Сцену конечно же можно было укоротить, но я видел, что Старохатова проняло. Отличная была сцена. Она и стояла особнячком, как стоит озеро, на которое вдруг натыкаешься среди перелесков среднерусской равнины, – оно есть, хотя его нет на карте. Озерцо. Я видел, что Старохатов слушает с удовольствием и торопить события не хочет. Я тоже как бы замер. Мы оба слушали.
Волнение мое кончилось: стало ясно, что так или иначе, но Старохатов дослушает все. До конца. Не встанет. Не уйдет посреди фразы или в паузу перемотки.
Запись с Тихим Инженером делалась в комнате и была удивительно очищенной – ни шума, ни звука, – Старохатов и я смогли даже переговорить, не взбаламутив тишину и неподвижную меланхолию тех минут.

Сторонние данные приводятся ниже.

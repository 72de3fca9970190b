pub mod config;
pub mod config_file;
pub mod logger;

pub use config::*;
pub use config_file::{ConfigFile, load_config_file, non_empty_path, parse_config};
pub use logger::{Colors, setup_logging};
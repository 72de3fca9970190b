//! Pipeline components: context, walk loop, link workers, counters, orchestration.

pub mod aggregator;
pub mod context;
pub mod error_handler;
pub mod orchestrator;
pub mod walk;
pub mod worker;

pub use aggregator::ResultAggregator;
pub use context::{PipelineChannels, PipelineContext, WorkerShared, create_pipeline_channels};
pub use error_handler::check_for_initial_error_or_skipped_paths;
pub use orchestrator::{effective_workers, enqueue_stops, run_pipeline, shutdown_workers};
pub use walk::{WalkOutcome, run_walk_loop, to_outcome_jwalk, to_outcome_walkdir, walk_iter};
pub use worker::{process_task, spawn_link_workers, worker_name};
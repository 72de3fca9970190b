//! Pipeline context and channels: shared read-only run state and the work queue.

use crossbeam_channel::{Receiver, Sender, bounded, unbounded};
use std::path::{Path, PathBuf};
use std::sync::atomic::{AtomicBool, Ordering};
use std::sync::{Arc, Mutex};

use crate::engine::link::LinkBackend;
use crate::engine::report::Reporter;
use crate::pipeline::aggregator::ResultAggregator;
use crate::utils::config::QueueConsts;
use crate::{LinkOpts, WorkItem};

/// Shared context for the walk and the link workers. Roots are absolute and fixed for the run.
pub struct PipelineContext {
    pub source_root: PathBuf,
    pub target_root: PathBuf,
    pub strict: bool,
    pub follow_links: bool,
    pub cancel: Option<Arc<AtomicBool>>,
    pub first_error: Arc<Mutex<Option<String>>>,
    pub skipped_paths: Arc<Mutex<Vec<(PathBuf, String)>>>,
}

impl PipelineContext {
    pub fn new(source_root: &Path, target_root: &Path, opts: &LinkOpts) -> Self {
        Self {
            source_root: source_root.to_path_buf(),
            target_root: target_root.to_path_buf(),
            strict: opts.strict,
            follow_links: opts.follow_links,
            cancel: opts.cancel.clone(),
            first_error: Arc::new(Mutex::new(None)),
            skipped_paths: Arc::new(Mutex::new(Vec::new())),
        }
    }

    pub fn is_cancelled(&self) -> bool {
        self.cancel
            .as_ref()
            .is_some_and(|c| c.load(Ordering::Relaxed))
    }
}

/// Everything a link worker thread holds for the whole run.
pub struct WorkerShared {
    pub ctx: Arc<PipelineContext>,
    pub aggregator: Arc<ResultAggregator>,
    pub reporter: Arc<dyn Reporter>,
    pub backend: Arc<dyn LinkBackend>,
}

/// Work queue plus context. Walk side keeps `work_tx`; each worker gets a clone of `work_rx`.
pub struct PipelineChannels {
    pub work_tx: Sender<WorkItem>,
    pub work_rx: Receiver<WorkItem>,
    pub ctx: Arc<PipelineContext>,
}

pub fn create_pipeline_channels(
    source_root: &Path,
    target_root: &Path,
    opts: &LinkOpts,
) -> PipelineChannels {
    let (work_tx, work_rx) = if opts.queue_cap == QueueConsts::UNBOUNDED {
        unbounded::<WorkItem>()
    } else {
        bounded::<WorkItem>(opts.queue_cap)
    };

    PipelineChannels {
        work_tx,
        work_rx,
        ctx: Arc::new(PipelineContext::new(source_root, target_root, opts)),
    }
}
//! Application configuration constants.
//! Tuning, file names and the extension allow-list in one place.

use std::sync::OnceLock;

// ---- Package / paths (from CARGO_PKG_NAME, cached) ----

/// Package-derived file names: built once from `CARGO_PKG_NAME`, then cached.
pub struct PackagePaths {
    log_filename: String,
}

static PACKAGE_PATHS: OnceLock<PackagePaths> = OnceLock::new();

impl PackagePaths {
    /// Build and cache names from `CARGO_PKG_NAME`. Called once on first use.
    pub fn get() -> &'static PackagePaths {
        PACKAGE_PATHS.get_or_init(|| {
            let pkg = env!("CARGO_PKG_NAME");
            PackagePaths {
                log_filename: format!("{pkg}.log"),
            }
        })
    }

    /// Default durable log file, relative to the working directory.
    pub fn log_filename(&self) -> &str {
        &self.log_filename
    }
}

/// Default `key=value` file holding the two roots.
pub const CONFIG_FILENAME: &str = "config.txt";

// ---- Config file keys ----

pub const MEDIA_DIR_KEY: &str = "media_dir";
pub const SYMLINK_DIR_KEY: &str = "symlink_dir";
pub const WORKERS_KEY: &str = "workers";
pub const LOG_FILE_KEY: &str = "log_file";

/// Reported when either root cannot be resolved to a non-empty path.
pub const MISSING_ROOTS_MSG: &str = "Please provide source folder and target folder paths.";

// ---- Eligibility ----

/// File-name suffixes that are linked. Matched case-sensitively.
pub const ALLOWED_EXTENSIONS: &[&str] = &[
    ".mkv", ".iso", ".ts", ".mp4", ".avi", ".rmvb", ".wmv", ".m2ts", ".mpg", ".flv", ".rm", ".mov",
];

// ---- Worker threads ----

/// Link worker pool sizing.
pub struct WorkerConsts;

impl WorkerConsts {
    pub const DEFAULT_WORKERS: usize = 8;
    /// Requests above this are clamped (each worker is an OS thread).
    pub const MAX_WORKERS: usize = 256;
}

// ---- Work queue ----

pub struct QueueConsts;

impl QueueConsts {
    /// Bounded so a huge tree cannot buffer every path in memory ahead of the workers.
    pub const DEFAULT_CAP: usize = 10_000;
    pub const UNBOUNDED: usize = 0;
}

// ---- Walk ----

/// Busy timeout handed to jwalk's rayon pool when walking in parallel.
pub const JWALK_BUSY_TIMEOUT_SECS: u64 = 60;
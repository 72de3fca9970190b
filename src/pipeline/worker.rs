use anyhow::{Context, Result};
use crossbeam_channel::Receiver;
use log::debug;
use std::io;
use std::sync::Arc;
use std::thread::{self, JoinHandle};

use crate::engine::link::create_link;
use crate::{LinkOutcome, LinkReport, LinkTask, OutcomeKind, WorkItem};

use super::context::WorkerShared;

/// Identifier used in progress lines and thread names. 1-based.
pub fn worker_name(index: usize) -> String {
    format!("worker-{}", index + 1)
}

/// Single link worker: take items until `Stop` (or the queue closes). After cancellation,
/// remaining tasks are drained without touching the filesystem.
fn link_worker_loop(name: String, work_rx: Receiver<WorkItem>, shared: Arc<WorkerShared>) {
    let mut handled = 0_usize;
    while let Ok(item) = work_rx.recv() {
        let task = match item {
            WorkItem::Task(task) => task,
            WorkItem::Stop => break,
        };
        if shared.ctx.is_cancelled() {
            continue;
        }
        process_task(&name, &task, &shared);
        handled += 1;
    }
    debug!("{name}: stopped after {handled} tasks");
}

/// Link one task, count it, report it. Never fails: errors become [`LinkOutcome::Failed`].
pub fn process_task(name: &str, task: &LinkTask, shared: &WorkerShared) -> OutcomeKind {
    let ctx = &shared.ctx;
    let (target, outcome) = match task.target_path(&ctx.source_root, &ctx.target_root) {
        Some(target) => {
            let outcome = create_link(shared.backend.as_ref(), &task.source, &target);
            (target, outcome)
        }
        None => (
            ctx.target_root.clone(),
            LinkOutcome::Failed(io::Error::new(
                io::ErrorKind::InvalidInput,
                format!(
                    "{} is not under {}",
                    task.source.display(),
                    ctx.source_root.display()
                ),
            )),
        ),
    };

    shared.aggregator.record(&outcome);
    shared.reporter.on_outcome(&LinkReport {
        worker: name,
        source: &task.source,
        target: &target,
        outcome: &outcome,
    });
    outcome.kind()
}

/// Spawn `num_workers` link workers on `work_rx`. Each exits on its own `Stop` item.
pub fn spawn_link_workers(
    work_rx: Receiver<WorkItem>,
    shared: &Arc<WorkerShared>,
    num_workers: usize,
) -> Result<Vec<JoinHandle<()>>> {
    (0..num_workers)
        .map(|i| {
            let name = worker_name(i);
            let work_rx = work_rx.clone();
            let shared = Arc::clone(shared);
            thread::Builder::new()
                .name(name.clone())
                .spawn(move || link_worker_loop(name, work_rx, shared))
                .with_context(|| format!("spawn link worker {}", i + 1))
        })
        .collect()
}
//! Result counters shared by all link workers.

use std::sync::atomic::{AtomicUsize, Ordering};
use std::time::Duration;

use crate::{LinkOutcome, OutcomeKind, ResultCounters, Summary};

/// Atomic created/existing/failed counters. Written concurrently by workers, read once after join.
#[derive(Debug, Default)]
pub struct ResultAggregator {
    created: AtomicUsize,
    existing: AtomicUsize,
    failed: AtomicUsize,
}

impl ResultAggregator {
    pub fn new() -> Self {
        Self::default()
    }

    pub fn increment(&self, kind: OutcomeKind) {
        let counter = match kind {
            OutcomeKind::Created => &self.created,
            OutcomeKind::Existing => &self.existing,
            OutcomeKind::Failed => &self.failed,
        };
        counter.fetch_add(1, Ordering::Relaxed);
    }

    pub fn record(&self, outcome: &LinkOutcome) {
        self.increment(outcome.kind());
    }

    /// Current values. Exact once every worker has been joined.
    pub fn snapshot(&self) -> ResultCounters {
        ResultCounters {
            created: self.created.load(Ordering::Relaxed),
            existing: self.existing.load(Ordering::Relaxed),
            failed: self.failed.load(Ordering::Relaxed),
        }
    }

    /// Combine the counters with run timing into the final [`Summary`].
    pub fn finish(&self, elapsed: Duration, skipped_dirs: usize, cancelled: bool) -> Summary {
        let ResultCounters {
            created,
            existing,
            failed,
        } = self.snapshot();
        Summary {
            elapsed_secs: elapsed.as_secs_f64(),
            total_processed: created + existing,
            created,
            existing,
            failed,
            skipped_dirs,
            cancelled,
        }
    }
}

– Давно этим занят? – спросил Старохатов.
– Давно.
– И труда много вложено?
– Старался.
Он повторил:
– Пусть до конца идет сцена.
Я кивнул: пусть. А запись все так же мерно и ровно и меланхолично рассказывала свое – инженер говорил: «Она умерла быстро. В течение недели. Ровно семь дней болела» – и замолчал, а я (там, в записи) больше не спрашивал и разглядывал на потолке паутинки.
Хлопнула дверь – это была Аня. С Машенькой и с коляской.
– Она не знает. Она не в курсе дела, – быстро и предусмотрительно сообщил ему я.
Старохатов кивнул.
Аня заглянула:
– Здравствуйте.
Она была очень сдержанна – конечно же решила, что мы работаем. Решила, что Павел Леонидович оценивает сейчас мой долгий труд. В сущности, так оно и было.
Аня заварила нам чай. Разыскала какие-то застарелые вафли, должно быть оставшиеся от Машки. В доме было скудно с едой, но ведь тем и рады, чем богаты. Так что думала она об этом – о том, что гость в доме. А не о доносящихся с пленки вопросах и ответах.
Чай был на столе. И Аня тут же (молча) ушла. Но чай простыл, потому что мы как раз слушали Бельмастого Женьку (минут двадцать), которого Старохатов обобрал, но не сразу, а только со второго захода. «Сначала я послал его в задницу!» – лихо выкрикнул Женькин голос.
Старохатов слушал. Он слегка насторожился.
Я молчал.
– Опять я… – вошла Аня. Взглядом я спросил – что случилось?
– Чай подогрею, – пояснила она. – Что же вы не пьете?
И подогрела. Вновь налила в чашки. И Старохатов вдруг поддержал – из деликатности:
– Чай?.. Спасибо, Аня. С удовольствием.
И тогда Аня, как бы поощренная, вдруг сказала:
– Мне очень неловко, Павел Леонидович… Пустой чай… И эти вафли…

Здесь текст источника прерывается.